Mercy Health System of Northwest Arkansas will use RFID to help volunteers track and sell products in a gift shop within the Mercy Medical Center in Rogers, Ark. The shop is currently under construction and due to open in March.
While a gift shop is not the first area of a medical center where one might expect to find an RFID system deployed, Ken Trussell, president and CEO of RFID systems integrator Bentonville International Group (BIG), says it could serve as a springboard for employing RFID in other applications at the facility, from asset tracking to drug distribution. The hospital expects the use of RFID within the store to yield a number of benefits, including improved inventory accuracy, theft reduction and improved sales promotion.
BIG will work with the hospital’s IT team to implement the gift shop’s RFID system by mid-February, in advance of the store’s opening. As the store receives goods for sale, staff members will place an Alien Technology EPC Gen 2 UHF Squiggle tag on nearly each item sold in the shop (the exceptions, Trussell says, being low-cost, high-volume goods such as candy, which won’t be tagged).

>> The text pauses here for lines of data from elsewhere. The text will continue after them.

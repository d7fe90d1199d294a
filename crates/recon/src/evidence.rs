use std::collections::{BTreeMap, BTreeSet};

use crate::model::{Discrepancy, MatchPair, ReconSummary};

/// Compute summary statistics for a finished run.
pub fn compute_summary(
    total_lines: usize,
    total_invoices: usize,
    matches: &[MatchPair],
    discrepancies: &[Discrepancy],
) -> ReconSummary {
    let matched_lines: BTreeSet<&str> = matches.iter().map(|m| m.statement_line_id.as_str()).collect();
    let matched_invoices: BTreeSet<&str> = matches.iter().map(|m| m.invoice_id.as_str()).collect();

    let mut matches_by_pass = BTreeMap::new();
    for m in matches {
        *matches_by_pass.entry(m.pass_number).or_insert(0) += 1;
    }

    let mut discrepancies_by_type = BTreeMap::new();
    for d in discrepancies {
        *discrepancies_by_type.entry(d.kind).or_insert(0) += 1;
    }

    ReconSummary {
        total_lines,
        total_invoices,
        matched_lines: matched_lines.len(),
        matched_invoices: matched_invoices.len(),
        unmatched_lines: total_lines - matched_lines.len(),
        unmatched_invoices: total_invoices - matched_invoices.len(),
        matches_by_pass,
        discrepancies_by_type,
        highest_severity: discrepancies.iter().map(|d| d.severity).max(),
    }
}
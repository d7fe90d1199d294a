use rust_decimal::Decimal;
use serde::{Deserialize, Serialize};

use crate::error::ConfigError;

// ---------------------------------------------------------------------------
// Match config
// ---------------------------------------------------------------------------

/// Tuning knobs for one reconciliation run.
///
/// The surface is closed: any key other than the four below is rejected,
/// so a typo never silently falls back to a default.
#[derive(Debug, Clone, PartialEq, Eq, Serialize, Deserialize)]
#[serde(deny_unknown_fields, default)]
pub struct MatchConfig {
    /// Enables pass 5 (group / partial matching). Off unless asked for.
    pub allow_partial: bool,
    pub date_tolerance_days: i64,
    pub amount_tolerance_abs: Decimal,
    pub amount_tolerance_pct: Decimal,
}

impl Default for MatchConfig {
    fn default() -> Self {
        Self {
            allow_partial: false,
            date_tolerance_days: 7,
            amount_tolerance_abs: Decimal::new(100, 2),
            amount_tolerance_pct: Decimal::new(5, 3),
        }
    }
}

/// Largest group pass 5 will assemble on either side.
pub const MAX_GROUP_SIZE: usize = 4;

/// Node budget for one pass 5 subset search. A search that runs out is
/// treated as "no match".
pub const MAX_SEARCH_NODES: u64 = 20_000;

// ---------------------------------------------------------------------------
// Parse + Validate
// ---------------------------------------------------------------------------

impl MatchConfig {
    pub fn from_toml(input: &str) -> Result<Self, ConfigError> {
        let config: MatchConfig =
            toml::from_str(input).map_err(|e| ConfigError::Parse(e.to_string()))?;
        config.validate()?;
        Ok(config)
    }

    pub fn from_json(input: &str) -> Result<Self, ConfigError> {
        let config: MatchConfig =
            serde_json::from_str(input).map_err(|e| ConfigError::Parse(e.to_string()))?;
        config.validate()?;
        Ok(config)
    }

    pub fn validate(&self) -> Result<(), ConfigError> {
        if self.date_tolerance_days < 0 {
            return Err(ConfigError::OutOfRange {
                option: "date_tolerance_days",
                message: format!("must be >= 0, got {}", self.date_tolerance_days),
            });
        }

        if self.amount_tolerance_abs < Decimal::ZERO {
            return Err(ConfigError::OutOfRange {
                option: "amount_tolerance_abs",
                message: format!("must be >= 0, got {}", self.amount_tolerance_abs),
            });
        }

        if self.amount_tolerance_pct < Decimal::ZERO || self.amount_tolerance_pct > Decimal::ONE {
            return Err(ConfigError::OutOfRange {
                option: "amount_tolerance_pct",
                message: format!(
                    "must be a fraction in [0, 1], got {}",
                    self.amount_tolerance_pct
                ),
            });
        }

        Ok(())
    }
}

// ---------------------------------------------------------------------------
// Tests
// ---------------------------------------------------------------------------
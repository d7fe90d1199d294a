//! Pass 5: one record on one side equals the sum of a small group on the
//! other side, within amount tolerance.
//!
//! Candidates must share the target's doc-number family and currency and
//! carry the same sign. Group sizes are tried smallest first (2 up to
//! `MAX_GROUP_SIZE`); the first size with any admissible subset wins, then
//! the smallest delta, then the lexicographically first index set. A search
//! that exhausts `MAX_SEARCH_NODES` is abandoned without a match.

use rust_decimal::Decimal;

use crate::config::{MatchConfig, MAX_GROUP_SIZE, MAX_SEARCH_NODES};
use crate::matcher::{MatchContext, Pass, PassTrace};
use crate::normalize::amounts_within_tolerance;
use crate::pool::Pool;

pub fn run_group_pass(
    ctx: &MatchContext<'_>,
    lines: &mut Pool,
    invoices: &mut Pool,
    trace: &mut PassTrace,
) {
    // ----- One line = sum of several invoices -----
    for li in lines.indices() {
        let line = &ctx.lines[li];
        let family = &ctx.line_families[li];
        if family.is_empty() || line.amount.is_zero() {
            continue;
        }

        let candidates: Vec<usize> = invoices
            .iter()
            .filter(|&ii| {
                let inv = &ctx.invoices[ii];
                ctx.invoice_families[ii] == *family
                    && inv.currency == line.currency
                    && same_sign(inv.total_amount, line.amount)
            })
            .collect();
        if candidates.len() < 2 {
            continue;
        }

        let amounts: Vec<Decimal> = candidates.iter().map(|&ii| ctx.invoices[ii].total_amount).collect();
        let search = subset_sum_search(&amounts, line.amount, ctx.config);
        if search.cap_hit {
            tracing::warn!(
                "pass 5: search for statement line '{}' hit the {} node cap; left unmatched",
                line.id,
                MAX_SEARCH_NODES
            );
            continue;
        }
        let Some(best) = search.best else { continue };

        let chosen: Vec<usize> = best.iter().map(|&k| candidates[k]).collect();
        let group_sum: Decimal = chosen.iter().map(|&ii| ctx.invoices[ii].total_amount).sum();
        let delta = line.amount - group_sum;
        let group_id = next_group_id(trace);
        let description = format!("group sum: 1 statement line = {} invoices", chosen.len());

        lines.take(li);
        for &ii in &chosen {
            invoices.take(ii);
            trace.matches.push(ctx.pair(
                li,
                ii,
                Pass::Group,
                description.clone(),
                Some(group_id.clone()),
                delta,
            ));
        }
        tracing::debug!(
            "pass 5: {group_id} statement line '{}' = {} invoices (delta {delta}, {} nodes)",
            line.id,
            chosen.len(),
            search.nodes_visited
        );
    }

    // ----- One invoice = sum of several lines -----
    for ii in invoices.indices() {
        let inv = &ctx.invoices[ii];
        let family = &ctx.invoice_families[ii];
        if family.is_empty() || inv.total_amount.is_zero() {
            continue;
        }

        let candidates: Vec<usize> = lines
            .iter()
            .filter(|&li| {
                let line = &ctx.lines[li];
                ctx.line_families[li] == *family
                    && line.currency == inv.currency
                    && same_sign(line.amount, inv.total_amount)
            })
            .collect();
        if candidates.len() < 2 {
            continue;
        }

        let amounts: Vec<Decimal> = candidates.iter().map(|&li| ctx.lines[li].amount).collect();
        let search = subset_sum_search(&amounts, inv.total_amount, ctx.config);
        if search.cap_hit {
            tracing::warn!(
                "pass 5: search for invoice '{}' hit the {} node cap; left unmatched",
                inv.id,
                MAX_SEARCH_NODES
            );
            continue;
        }
        let Some(best) = search.best else { continue };

        let chosen: Vec<usize> = best.iter().map(|&k| candidates[k]).collect();
        let group_sum: Decimal = chosen.iter().map(|&li| ctx.lines[li].amount).sum();
        let delta = group_sum - inv.total_amount;
        let group_id = next_group_id(trace);
        let description = format!("group sum: {} statement lines = 1 invoice", chosen.len());

        invoices.take(ii);
        for &li in &chosen {
            lines.take(li);
            trace.matches.push(ctx.pair(
                li,
                ii,
                Pass::Group,
                description.clone(),
                Some(group_id.clone()),
                delta,
            ));
        }
        tracing::debug!(
            "pass 5: {group_id} invoice '{}' = {} statement lines (delta {delta}, {} nodes)",
            inv.id,
            chosen.len(),
            search.nodes_visited
        );
    }
}

fn next_group_id(trace: &mut PassTrace) -> String {
    trace.groups_formed += 1;
    format!("G-{:03}", trace.groups_formed)
}

fn same_sign(a: Decimal, b: Decimal) -> bool {
    !a.is_zero() && !b.is_zero() && a.is_sign_negative() == b.is_sign_negative()
}

// ---------------------------------------------------------------------------
// Bounded subset-sum search
// ---------------------------------------------------------------------------

#[derive(Debug)]
pub struct SearchResult {
    /// Positions into the candidate slice, ascending.
    pub best: Option<Vec<usize>>,
    pub nodes_visited: u64,
    pub nodes_pruned: u64,
    pub cap_hit: bool,
}

struct Search<'a> {
    amounts: &'a [Decimal],
    target: Decimal,
    config: &'a MatchConfig,
    /// Magnitude beyond which no extension can come back within tolerance.
    ceiling: Decimal,
    size: usize,
    best: Option<(Decimal, Vec<usize>)>,
    nodes_visited: u64,
    nodes_pruned: u64,
    cap_hit: bool,
}

impl Search<'_> {
    fn dfs(&mut self, start: usize, sum: Decimal, stack: &mut Vec<usize>) {
        self.nodes_visited += 1;
        if self.nodes_visited > MAX_SEARCH_NODES {
            self.cap_hit = true;
            return;
        }

        if stack.len() == self.size {
            if amounts_within_tolerance(
                sum,
                self.target,
                self.config.amount_tolerance_abs,
                self.config.amount_tolerance_pct,
            ) {
                let delta = (sum - self.target).abs();
                let better = match &self.best {
                    Some((best_delta, _)) => delta < *best_delta,
                    None => true,
                };
                if better {
                    self.best = Some((delta, stack.clone()));
                }
            }
            return;
        }

        for i in start..self.amounts.len() {
            if stack.len() + (self.amounts.len() - i) < self.size {
                break;
            }
            let Some(next) = sum.checked_add(self.amounts[i]) else {
                self.nodes_pruned += 1;
                continue;
            };
            if next.abs() > self.ceiling {
                self.nodes_pruned += 1;
                continue;
            }
            stack.push(i);
            self.dfs(i + 1, next, stack);
            stack.pop();
            if self.cap_hit {
                return;
            }
        }
    }
}

/// Smallest group (size >= 2) of `amounts` whose sum is within tolerance of
/// `target`. All amounts are expected to share the target's sign.
pub fn subset_sum_search(amounts: &[Decimal], target: Decimal, config: &MatchConfig) -> SearchResult {
    let slack = config
        .amount_tolerance_abs
        .max(config.amount_tolerance_pct * target.abs());
    let mut search = Search {
        amounts,
        target,
        config,
        ceiling: target.abs().saturating_add(slack),
        size: 2,
        best: None,
        nodes_visited: 0,
        nodes_pruned: 0,
        cap_hit: false,
    };

    let max_size = MAX_GROUP_SIZE.min(amounts.len());
    for size in 2..=max_size {
        search.size = size;
        let mut stack = Vec::with_capacity(size);
        search.dfs(0, Decimal::ZERO, &mut stack);
        if search.cap_hit || search.best.is_some() {
            break;
        }
    }

    SearchResult {
        best: if search.cap_hit {
            None
        } else {
            search.best.map(|(_, indices)| indices)
        },
        nodes_visited: search.nodes_visited,
        nodes_pruned: search.nodes_pruned,
        cap_hit: search.cap_hit,
    }
}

Each tag will come pre-encoded with a unique identifier. The staff will read the tag’s ID, using a handheld Motorola EPC Gen 2 RFID interrogator, then select the item’s name from a drop-down menu in RFID middleware developed by students from the nearby University of Arkansas. (The products are first divided into categories, each of which has drop-down menus to make it easy for the volunteers to locate a particular item.)
When tagged goods are brought to the cash register for purchase, an RFID antenna built into the sales counter will collect the unique IDs from the items’ tags. The RFID middleware will send the item names to the point-of-sale (POS) software, which will total the transaction, based on current prices, and the clerk will then process payment. The POS system will generate a transaction ID, which it will transmit to an RFID database, along with the price paid for each item purchased.
The RFID database will then mark each item as sold in the main database, removing it from inventory. Trussell says an RFID interrogator will be mounted around the store’s doorway, linked to an alarm that will alert staffers whenever a tagged item is removed from the shop without being sold.
If a customer later returns an item with its tag still intact, the staff will be able to use that tag to call up the item transaction number, which they can utilize to locate the transaction in the POS database in order to process the return. (Customers looking to return non-tagged goods, or items whose tags have been removed, must present a sales receipt.)
During the RFID system’s development, Trussell worked with Mercy Health System of Northwest Arkansas CEO Susan Barrett to sketch out the preliminary goals of the gift shop application. Trussell also turned to Craig Thompson, a computer science professor at the University of Arkansas. The university has an RFID research laboratory that has contributed considerable research in the field of supply chain RFID, and its computer science school has integrated RFID technology into its curriculum.
Thompson asked three students from his RFID middleware course to develop a software platform for the gift shop’s RFID system that would meet criteria set forth by the medical center’s IT department, while also serving as an academic project. Wesley Deneke and Evan Kirkconnell (both graduate students) and Jarrod Bourlon (an undergrad) took up the challenge, eager to get some real-world implementation experience under their belts.
“We had started the project working with RFID middleware developed [at the University of Arkansas] by a Ph.D. student,” Deneke says, “but then decided to craft our own application.” That way, they could customize the application to work side-by-side with the shop’s POS computer system.
The trio proceeded to write the program, using the Java programming language and Microsoft‘s Access database software. The need to maintain the RFID tag database separate from the point-of-sale software presented some challenges, Kirkconnell says. Trussell says the request for separate systems was due, in part, to concerns that the amount of data the RFID system would generate could overwhelm the POS software.
According to Trussell, BIG is also working with the hospital to test an application that would generate personalized messages for shoppers who agree to wear an RFID-enabled badge into the store. He says the participants have not yet been selected, but will most likely be hospital staff members who frequent the gift shop. An RFID interrogator linked to a video monitor within the store would read the Gen 2 tag embedded inside the badge, causing product messages to appear based on the types of items the participant likes to purchase (as indicated in a profile submitted previously by that individual). A tag worn by someone interested in aromatherapy products, for instance, might prompt a message about a sale on scented candles.